Reproduce the entries in full, with no changes.

********************

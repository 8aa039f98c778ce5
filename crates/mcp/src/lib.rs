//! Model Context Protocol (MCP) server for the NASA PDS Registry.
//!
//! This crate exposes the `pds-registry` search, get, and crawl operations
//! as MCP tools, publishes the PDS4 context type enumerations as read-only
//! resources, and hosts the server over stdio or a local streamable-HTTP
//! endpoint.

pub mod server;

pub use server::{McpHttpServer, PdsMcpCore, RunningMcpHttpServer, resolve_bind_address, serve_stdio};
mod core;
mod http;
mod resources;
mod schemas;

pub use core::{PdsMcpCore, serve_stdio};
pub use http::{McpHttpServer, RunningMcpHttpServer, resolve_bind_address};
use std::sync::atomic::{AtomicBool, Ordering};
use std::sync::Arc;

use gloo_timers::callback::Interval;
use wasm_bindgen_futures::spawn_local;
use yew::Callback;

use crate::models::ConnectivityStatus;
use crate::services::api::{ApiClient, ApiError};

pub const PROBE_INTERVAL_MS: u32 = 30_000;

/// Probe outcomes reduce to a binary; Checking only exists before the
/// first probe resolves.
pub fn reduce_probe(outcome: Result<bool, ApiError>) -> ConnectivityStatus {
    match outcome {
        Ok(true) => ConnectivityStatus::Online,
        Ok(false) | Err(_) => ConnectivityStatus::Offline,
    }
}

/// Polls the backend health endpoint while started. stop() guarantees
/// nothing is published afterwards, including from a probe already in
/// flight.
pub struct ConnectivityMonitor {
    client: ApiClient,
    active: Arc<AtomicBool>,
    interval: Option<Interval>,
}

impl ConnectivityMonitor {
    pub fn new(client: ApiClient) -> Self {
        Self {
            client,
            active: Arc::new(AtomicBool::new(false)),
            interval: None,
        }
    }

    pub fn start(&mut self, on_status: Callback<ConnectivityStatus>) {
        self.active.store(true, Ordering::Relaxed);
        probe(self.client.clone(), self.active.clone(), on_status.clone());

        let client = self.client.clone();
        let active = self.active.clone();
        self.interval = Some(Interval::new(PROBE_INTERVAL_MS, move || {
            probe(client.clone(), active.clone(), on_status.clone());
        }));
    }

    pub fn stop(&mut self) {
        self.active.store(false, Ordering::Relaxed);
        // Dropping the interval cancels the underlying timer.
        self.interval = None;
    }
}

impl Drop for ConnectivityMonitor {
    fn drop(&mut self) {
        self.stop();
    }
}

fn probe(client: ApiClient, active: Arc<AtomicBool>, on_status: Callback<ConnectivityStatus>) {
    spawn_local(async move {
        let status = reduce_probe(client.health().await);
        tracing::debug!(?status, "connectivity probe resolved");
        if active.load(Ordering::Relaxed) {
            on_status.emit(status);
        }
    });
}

********************

#### [ANSWER BOX]
repository 8aa039f98c778ce5
filename crates/mcp/src/lib.rs
//! Model Context Protocol (MCP) server for the NASA PDS Registry.
//!
//! This crate exposes the `pds-registry` search, get, and crawl operations
//! as MCP tools, publishes the PDS4 context type enumerations as read-only
//! resources, and hosts the server over stdio or a local streamable-HTTP
//! endpoint.

pub mod server;

pub use server::{McpHttpServer, PdsMcpCore, RunningMcpHttpServer, resolve_bind_address, serve_stdio};
mod core;
mod http;
mod resources;
mod schemas;

pub use core::{PdsMcpCore, serve_stdio};
pub use http::{McpHttpServer, RunningMcpHttpServer, resolve_bind_address};
use std::sync::atomic::{AtomicBool, Ordering};
use std::sync::Arc;

use gloo_timers::callback::Interval;
use wasm_bindgen_futures::spawn_local;
use yew::Callback;

use crate::models::ConnectivityStatus;
use crate::services::api::{ApiClient, ApiError};

pub const PROBE_INTERVAL_MS: u32 = 30_000;

/// Probe outcomes reduce to a binary; Checking only exists before the
/// first probe resolves.
pub fn reduce_probe(outcome: Result<bool, ApiError>) -> ConnectivityStatus {
    match outcome {
        Ok(true) => ConnectivityStatus::Online,
        Ok(false) | Err(_) => ConnectivityStatus::Offline,
    }
}

/// Polls the backend health endpoint while started. stop() guarantees
/// nothing is published afterwards, including from a probe already in
/// flight.
pub struct ConnectivityMonitor {
    client: ApiClient,
    active: Arc<AtomicBool>,
    interval: Option<Interval>,
}

impl ConnectivityMonitor {
    pub fn new(client: ApiClient) -> Self {
        Self {
            client,
            active: Arc::new(AtomicBool::new(false)),
            interval: None,
        }
    }

    pub fn start(&mut self, on_status: Callback<ConnectivityStatus>) {
        self.active.store(true, Ordering::Relaxed);
        probe(self.client.clone(), self.active.clone(), on_status.clone());

        let client = self.client.clone();
        let active = self.active.clone();
        self.interval = Some(Interval::new(PROBE_INTERVAL_MS, move || {
            probe(client.clone(), active.clone(), on_status.clone());
        }));
    }

    pub fn stop(&mut self) {
        self.active.store(false, Ordering::Relaxed);
        // Dropping the interval cancels the underlying timer.
        self.interval = None;
    }
}

impl Drop for ConnectivityMonitor {
    fn drop(&mut self) {
        self.stop();
    }
}

fn probe(client: ApiClient, active: Arc<AtomicBool>, on_status: Callback<ConnectivityStatus>) {
    spawn_local(async move {
        let status = reduce_probe(client.health().await);
        tracing::debug!(?status, "connectivity probe resolved");
        if active.load(Ordering::Relaxed) {
            on_status.emit(status);
        }
    });
}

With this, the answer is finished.